* [Given data]
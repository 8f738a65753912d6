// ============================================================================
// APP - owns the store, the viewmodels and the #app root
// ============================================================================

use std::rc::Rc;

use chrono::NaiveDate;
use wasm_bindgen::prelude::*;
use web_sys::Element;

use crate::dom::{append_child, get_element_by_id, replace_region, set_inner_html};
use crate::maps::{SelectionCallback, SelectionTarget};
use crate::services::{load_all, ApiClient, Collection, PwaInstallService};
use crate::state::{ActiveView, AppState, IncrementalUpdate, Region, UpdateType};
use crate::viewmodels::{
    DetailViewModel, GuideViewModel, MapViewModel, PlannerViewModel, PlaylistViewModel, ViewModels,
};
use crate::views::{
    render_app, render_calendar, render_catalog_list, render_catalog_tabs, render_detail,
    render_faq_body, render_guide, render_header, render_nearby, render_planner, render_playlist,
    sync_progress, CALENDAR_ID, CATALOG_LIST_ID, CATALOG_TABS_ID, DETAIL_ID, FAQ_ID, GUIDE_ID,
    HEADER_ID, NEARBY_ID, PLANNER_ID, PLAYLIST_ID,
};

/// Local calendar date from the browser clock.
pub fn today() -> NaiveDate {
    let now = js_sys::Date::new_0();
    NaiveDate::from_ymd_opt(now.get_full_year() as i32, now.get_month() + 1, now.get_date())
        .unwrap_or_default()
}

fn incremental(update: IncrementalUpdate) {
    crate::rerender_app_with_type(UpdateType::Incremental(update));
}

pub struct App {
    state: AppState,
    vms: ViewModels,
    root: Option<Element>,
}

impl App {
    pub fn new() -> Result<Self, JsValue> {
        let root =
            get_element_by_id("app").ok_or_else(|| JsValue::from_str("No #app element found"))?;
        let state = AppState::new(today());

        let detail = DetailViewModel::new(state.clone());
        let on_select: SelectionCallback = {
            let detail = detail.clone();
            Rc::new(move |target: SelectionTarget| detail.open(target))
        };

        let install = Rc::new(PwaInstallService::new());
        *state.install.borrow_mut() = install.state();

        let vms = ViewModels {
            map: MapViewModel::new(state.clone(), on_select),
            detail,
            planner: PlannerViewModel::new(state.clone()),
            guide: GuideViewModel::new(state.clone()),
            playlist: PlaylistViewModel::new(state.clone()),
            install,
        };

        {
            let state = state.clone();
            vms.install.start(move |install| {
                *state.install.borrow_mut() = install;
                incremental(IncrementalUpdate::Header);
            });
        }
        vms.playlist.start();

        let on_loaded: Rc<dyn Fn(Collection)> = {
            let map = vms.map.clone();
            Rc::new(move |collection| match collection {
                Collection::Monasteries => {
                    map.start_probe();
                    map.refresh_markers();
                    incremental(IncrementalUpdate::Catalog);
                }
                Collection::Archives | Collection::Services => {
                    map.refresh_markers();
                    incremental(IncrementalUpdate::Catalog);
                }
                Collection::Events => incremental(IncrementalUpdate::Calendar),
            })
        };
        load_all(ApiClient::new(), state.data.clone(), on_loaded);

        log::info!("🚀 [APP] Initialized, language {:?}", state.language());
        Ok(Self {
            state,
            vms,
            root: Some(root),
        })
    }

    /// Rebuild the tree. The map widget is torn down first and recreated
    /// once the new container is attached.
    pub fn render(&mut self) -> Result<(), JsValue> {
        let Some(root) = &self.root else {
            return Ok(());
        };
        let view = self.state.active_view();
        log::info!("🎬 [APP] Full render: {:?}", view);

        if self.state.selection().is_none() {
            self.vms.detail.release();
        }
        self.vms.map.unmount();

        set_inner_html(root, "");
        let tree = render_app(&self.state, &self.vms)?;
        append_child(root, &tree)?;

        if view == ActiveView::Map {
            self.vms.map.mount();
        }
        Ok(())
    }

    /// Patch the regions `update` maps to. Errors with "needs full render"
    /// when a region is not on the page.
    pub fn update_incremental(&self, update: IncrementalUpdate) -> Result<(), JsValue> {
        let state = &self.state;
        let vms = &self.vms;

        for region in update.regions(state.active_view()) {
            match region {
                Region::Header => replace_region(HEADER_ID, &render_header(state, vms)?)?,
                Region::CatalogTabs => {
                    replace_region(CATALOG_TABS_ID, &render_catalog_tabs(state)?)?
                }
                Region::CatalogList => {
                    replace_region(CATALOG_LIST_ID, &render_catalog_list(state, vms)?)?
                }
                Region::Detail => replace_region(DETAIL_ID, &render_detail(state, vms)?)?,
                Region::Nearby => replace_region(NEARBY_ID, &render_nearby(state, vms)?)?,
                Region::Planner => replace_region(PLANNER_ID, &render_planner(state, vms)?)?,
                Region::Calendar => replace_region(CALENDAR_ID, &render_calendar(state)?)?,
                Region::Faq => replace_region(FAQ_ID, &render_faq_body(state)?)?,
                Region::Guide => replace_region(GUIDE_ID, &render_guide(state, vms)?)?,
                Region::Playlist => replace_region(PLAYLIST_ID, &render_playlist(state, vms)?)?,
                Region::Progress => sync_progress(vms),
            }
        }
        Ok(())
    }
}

* [Problem description]
The answer must consist of every line from the records above that holds "PwaInstallService".

* [Solution to this exercise]
use crate::services::{load_all, ApiClient, Collection, PwaInstallService};
        let install = Rc::new(PwaInstallService::new());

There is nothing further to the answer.